第96回選抜高校野球(3月18日開幕、阪神甲子園球場)に、何とペリー来航の直前に創設された高校が選ばれた。醬油(しょうゆ)の発祥地としても知られる和歌山県湯浅町(人口約1万1000人)の和歌山県立耐久高校である。
学校は、幕末の国際情勢に対応する人材を育成しようと1852(嘉永5)年に開設された「稽古(けいこ)場」が起源。江戸幕府12代将軍の徳川家慶の治世で、翌年に米国のペリー提督が来航する。66(慶応2)年には、その永続の願いを込めて「耐久社」と改称し、さらに耐久学舎、耐久中学校をへて1948年、戦後の学制改革で県立有田高等女学校と統合して耐久高校となった。野球部は1905(明治38)年の創部で、今年で120年目となる。
とはいえ、尾藤公監督(2011年死去)が率いて1979年に史上3校目の春夏連覇も含め、甲子園で計4回優勝(センバツ3、選手権1)を誇る箕島、さらには甲子園を4回(センバツ1、選手権3)制した智弁和歌山と、高校野球で全国有数の強豪が存在する和歌山。
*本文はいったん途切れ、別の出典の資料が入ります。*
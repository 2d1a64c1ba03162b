//! `{{cfg:...}}` and `{{hook:...}}` references inside content documents.
//!
//! Runs on the raw JSON tree before it is typed, so a reference can stand in
//! for any value: a string that is exactly one token takes the referenced
//! value as-is (number, array, object), while tokens embedded in longer text
//! are replaced by their string form. `{{basePath}}` is not a reference and
//! passes through untouched.

use std::sync::LazyLock;

use regex::{Captures, Regex};
use serde_json::Value;

use crate::config::{Contact, SiteConfig};
use crate::html::format_number;

static TOKEN: LazyLock<Regex> =
    LazyLock::new(|| Regex::new(r"\{\{\s*(cfg|hook):([^}]+?)\s*\}\}").expect("valid regex"));
static HOOK_CALL: LazyLock<Regex> =
    LazyLock::new(|| Regex::new(r"^([a-zA-Z0-9_.-]+)(?:\((.*)\))?$").expect("valid regex"));
static NUMBER_ARG: LazyLock<Regex> =
    LazyLock::new(|| Regex::new(r"^-?\d+(\.\d+)?$").expect("valid regex"));

/// Resolve every reference in a document tree.
pub fn resolve_config_tokens(value: Value, config: &SiteConfig) -> Value {
    match value {
        Value::Array(items) => Value::Array(
            items
                .into_iter()
                .map(|item| resolve_config_tokens(item, config))
                .collect(),
        ),
        Value::Object(map) => Value::Object(
            map.into_iter()
                .map(|(key, value)| (key, resolve_config_tokens(value, config)))
                .collect(),
        ),
        Value::String(text) => resolve_string(text, config),
        other => other,
    }
}

fn resolve_string(text: String, config: &SiteConfig) -> Value {
    if !text.contains("{{") {
        return Value::String(text);
    }

    // (kind, expression, whether the token is the whole string)
    let tokens: Vec<(String, String, bool)> = TOKEN
        .captures_iter(&text)
        .map(|caps| (caps[1].to_string(), caps[2].to_string(), &caps[0] == text.trim()))
        .collect();
    match tokens.as_slice() {
        [] => Value::String(text),
        [(kind, expression, true)] => match evaluate(kind, expression, config) {
            Value::Null => Value::String(String::new()),
            value => value,
        },
        _ => Value::String(
            TOKEN
                .replace_all(&text, |caps: &Captures| {
                    string_form(&evaluate(&caps[1], &caps[2], config))
                })
                .into_owned(),
        ),
    }
}

fn evaluate(kind: &str, expression: &str, config: &SiteConfig) -> Value {
    match kind {
        "cfg" => lookup(&config.raw, expression).cloned().unwrap_or(Value::Null),
        "hook" => run_hook(expression.trim(), config),
        _ => Value::Null,
    }
}

/// Dotted path into the config tree; numeric steps index arrays.
fn lookup<'a>(root: &'a Value, path: &str) -> Option<&'a Value> {
    path.trim()
        .split('.')
        .filter(|step| !step.is_empty())
        .try_fold(root, |current, step| match current {
            Value::Array(items) => step.parse::<usize>().ok().and_then(|i| items.get(i)),
            Value::Object(map) => map.get(step),
            _ => None,
        })
}

fn string_form(value: &Value) -> String {
    match value {
        Value::Null => String::new(),
        Value::String(s) => s.clone(),
        Value::Bool(b) => b.to_string(),
        Value::Number(n) => n.as_f64().map(format_number).unwrap_or_else(|| n.to_string()),
        Value::Array(items) => items.iter().map(string_form).collect::<Vec<_>>().join(","),
        Value::Object(_) => value.to_string(),
    }
}

fn parse_args(raw: &str, config: &SiteConfig) -> Vec<Value> {
    if raw.trim().is_empty() {
        return Vec::new();
    }
    raw.split(',')
        .map(str::trim)
        .map(|arg| {
            if NUMBER_ARG.is_match(arg) {
                return arg
                    .parse::<f64>()
                    .ok()
                    .and_then(serde_json::Number::from_f64)
                    .map_or(Value::Null, Value::Number);
            }
            let quoted = arg.len() >= 2
                && ((arg.starts_with('\'') && arg.ends_with('\''))
                    || (arg.starts_with('"') && arg.ends_with('"')));
            if quoted {
                return Value::String(arg[1..arg.len() - 1].to_string());
            }
            if let Some(path) = arg.strip_prefix("cfg.") {
                return lookup(&config.raw, path).cloned().unwrap_or(Value::Null);
            }
            Value::String(arg.to_string())
        })
        .collect()
}

/// Positional index argument, 0 when absent or not a number.
fn index_arg(args: &[Value], position: usize) -> usize {
    match args.get(position) {
        Some(Value::Number(n)) => n.as_f64().filter(|v| *v >= 0.0).map_or(0, |v| v as usize),
        Some(Value::String(s)) => s.trim().parse().unwrap_or(0),
        _ => 0,
    }
}

fn text_arg(args: &[Value], position: usize) -> Option<String> {
    args.get(position).map(string_form)
}

fn run_hook(expression: &str, config: &SiteConfig) -> Value {
    let Some(call) = HOOK_CALL.captures(expression) else {
        return Value::Null;
    };
    let args = parse_args(call.get(2).map_or("", |m| m.as_str()), config);
    let contact = &config.site.contact;

    let result = match &call[1] {
        "contact.phoneDisplay" => phone(contact, index_arg(&args, 0)).to_string(),
        "contact.phoneTelUrl" => format!("tel:{}", compact_phone(contact, index_arg(&args, 0))),
        "contact.whatsappUrl" => format!(
            "https://wa.me/{}",
            compact_phone(contact, index_arg(&args, 0)).trim_start_matches('+')
        ),
        "contact.emailMailto" => {
            let kind = text_arg(&args, 0).unwrap_or_else(|| "institutional".into());
            let index = index_arg(&args, 1);
            let address = match kind.as_str() {
                "institutional" => Some(contact.emails.institutional.as_str()),
                "personal" => contact.emails.personal.get(index).map(String::as_str),
                "professional" => contact.emails.professional.get(index).map(String::as_str),
                _ => None,
            };
            format!("mailto:{}", address.unwrap_or(""))
        }
        "contact.socialUrl" => social(contact, &args).map(|s| s.url.clone()).unwrap_or_default(),
        "contact.socialLabel" => social(contact, &args).map(|s| s.label.clone()).unwrap_or_default(),
        "contact.profileLine" => [
            &contact.role,
            &contact.institution,
            &contact.department,
            &contact.postal_address,
        ]
        .into_iter()
        .filter(|part| !part.is_empty())
        .map(String::as_str)
        .collect::<Vec<_>>()
        .join(", "),
        "contact.officeLine" => {
            let coordinates = contact.coordinates.map(|c| {
                format!(
                    "Coordinates: {}, {}",
                    format_number(c.latitude),
                    format_number(c.longitude)
                )
            });
            [Some(contact.office.clone()), coordinates]
                .into_iter()
                .flatten()
                .filter(|part| !part.is_empty())
                .collect::<Vec<_>>()
                .join(". ")
        }
        _ => return Value::Null,
    };
    Value::String(result)
}

fn phone(contact: &Contact, index: usize) -> &str {
    contact.phones.get(index).map_or("", String::as_str)
}

fn compact_phone(contact: &Contact, index: usize) -> String {
    phone(contact, index).split_whitespace().collect()
}

fn social<'a>(contact: &'a Contact, args: &[Value]) -> Option<&'a crate::config::Social> {
    let key = text_arg(args, 0)?;
    contact.socials.iter().find(|s| s.key == key)
}

#[cfg(test)]
mod tests {
    use super::*;
    use serde_json::json;
    use std::path::Path;

    fn config() -> SiteConfig {
        SiteConfig::parse(
            Path::new("config.toml"),
            r#"
[site]
title = "Dr. Ada"
keywords = ["math", "engines"]

[site.contact]
role = "Professor"
institution = "Analytical University"
office = "Room 12"
coordinates = { latitude = 40.4168, longitude = -3.7038 }
phones = ["+34 600 000 000"]
socials = [{ key = "github", label = "GitHub", url = "https://github.com/ada" }]

[site.contact.emails]
institutional = "ada@uni.edu"
personal = ["ada@home.net"]

[extra]
count = 3
"#,
        )
        .unwrap()
    }

    #[test]
    fn test_whole_string_token_keeps_type() {
        let config = config();
        let resolved = resolve_config_tokens(
            json!({ "a": "{{cfg:extra.count}}", "b": " {{ cfg:site.keywords }} ", "c": "{{cfg:missing.key}}" }),
            &config,
        );
        assert_eq!(resolved["a"], json!(3));
        assert_eq!(resolved["b"], json!(["math", "engines"]));
        assert_eq!(resolved["c"], json!(""));
    }

    #[test]
    fn test_embedded_tokens_become_text() {
        let config = config();
        let resolved = resolve_config_tokens(
            json!(["Welcome to {{cfg:site.title}} ({{cfg:extra.count}})", "{{basePath}}/about.html"]),
            &config,
        );
        assert_eq!(resolved[0], "Welcome to Dr. Ada (3)");
        assert_eq!(resolved[1], "{{basePath}}/about.html");
    }

    #[test]
    fn test_lookup_indexes_arrays() {
        let config = config();
        let resolved = resolve_config_tokens(json!("{{cfg:site.contact.socials.0.label}}"), &config);
        assert_eq!(resolved, json!("GitHub"));
    }

    #[test]
    fn test_contact_hooks() {
        let config = config();
        let resolve = |text: &str| resolve_config_tokens(json!(text), &config);

        assert_eq!(resolve("{{hook:contact.phoneDisplay(0)}}"), json!("+34 600 000 000"));
        assert_eq!(resolve("{{hook:contact.phoneTelUrl()}}"), json!("tel:+34600000000"));
        assert_eq!(resolve("{{hook:contact.whatsappUrl(0)}}"), json!("https://wa.me/34600000000"));
        assert_eq!(resolve("{{hook:contact.emailMailto}}"), json!("mailto:ada@uni.edu"));
        assert_eq!(
            resolve("{{hook:contact.emailMailto('personal', 0)}}"),
            json!("mailto:ada@home.net")
        );
        assert_eq!(resolve("{{hook:contact.socialUrl(\"github\")}}"), json!("https://github.com/ada"));
        assert_eq!(resolve("{{hook:contact.socialLabel(github)}}"), json!("GitHub"));
        assert_eq!(
            resolve("{{hook:contact.profileLine()}}"),
            json!("Professor, Analytical University")
        );
        assert_eq!(
            resolve("{{hook:contact.officeLine()}}"),
            json!("Room 12. Coordinates: 40.4168, -3.7038")
        );
    }

    #[test]
    fn test_hook_args_from_config_and_unknown_hooks() {
        let config = config();
        let resolved = resolve_config_tokens(
            json!(["{{hook:contact.phoneDisplay(cfg.extra.missing)}}", "x {{hook:nope()}} y"]),
            &config,
        );
        assert_eq!(resolved[0], "+34 600 000 000");
        assert_eq!(resolved[1], "x  y");
    }

    #[test]
    fn test_non_strings_untouched() {
        let config = config();
        let input = json!({ "n": 1, "b": true, "z": null });
        assert_eq!(resolve_config_tokens(input.clone(), &config), input);
    }
}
耐久にとって甲子園は遠かった。
和歌山大会も4強が最高で昨夏は1回戦で敗退した。それがエース、冷水(しみず)孝輔らで結成された新チームがベンチ入り19人ながらもあれよ、あれよと躍進。秋の県大会で初優勝し、近畿大会も4強入り。準決勝で京都外大西に0―1で惜敗したが、大阪桐蔭や報徳学園(兵庫)など強豪が居並ぶ近畿地区で2勝し、今春センバツの出場校に選ばれた。
1月26日に朗報が届くと、ナインらは井原正善監督を胴上げ、赤山侑斗(ゆうと)主将は「どんな相手にも勝てるようにしたい」と意気込んだ。戸川しをり校長は「近隣の子ばかりなのによくやってくれました。先輩や周囲の人に感謝して過疎の町に元気を与えてほしい」と喜ぶ。前山友佑部長は「突然強くなったのではなく、投手力なら冷水君の兄がいた3年前の方が上だったのでは。特別なスターもいないので全員野球で頑張ってほしい」と期待を込める。
年末には野球部OBの東尾庄治さんの兄で、プロ野球の西武のエースとして活躍し、監督も務めた東尾修さん(73)=箕島出身=が指導に来てくれた。急きょ作られた特別後援会の事務局長を務める庄治さんは、「生きている間に甲子園出場が叶(かな)うとは」と驚いているという。
2020年春、湯浅町では町内の病院で国内初の新型コロナウイルスの院内感染が起きて大きなニュースになった。筆者も同町を取材。車での帰路、懐かしい箕島(有田市)には寄ったが、失礼ながら耐久は名も知らず、日本有数の歴史を持つ同校を今回初めて知った。
センバツには能登半島地震があった石川県から星稜と日本航空石川も出場する。特に日本航空石川は被害の大きかった輪島市にあり、現在は系列の日本航空高がある山梨県で練習を積んでいる。
初出場の耐久も、その校名に違(たが)わず、容易には負けない「耐久野球」を見せてくれることが楽しみだ。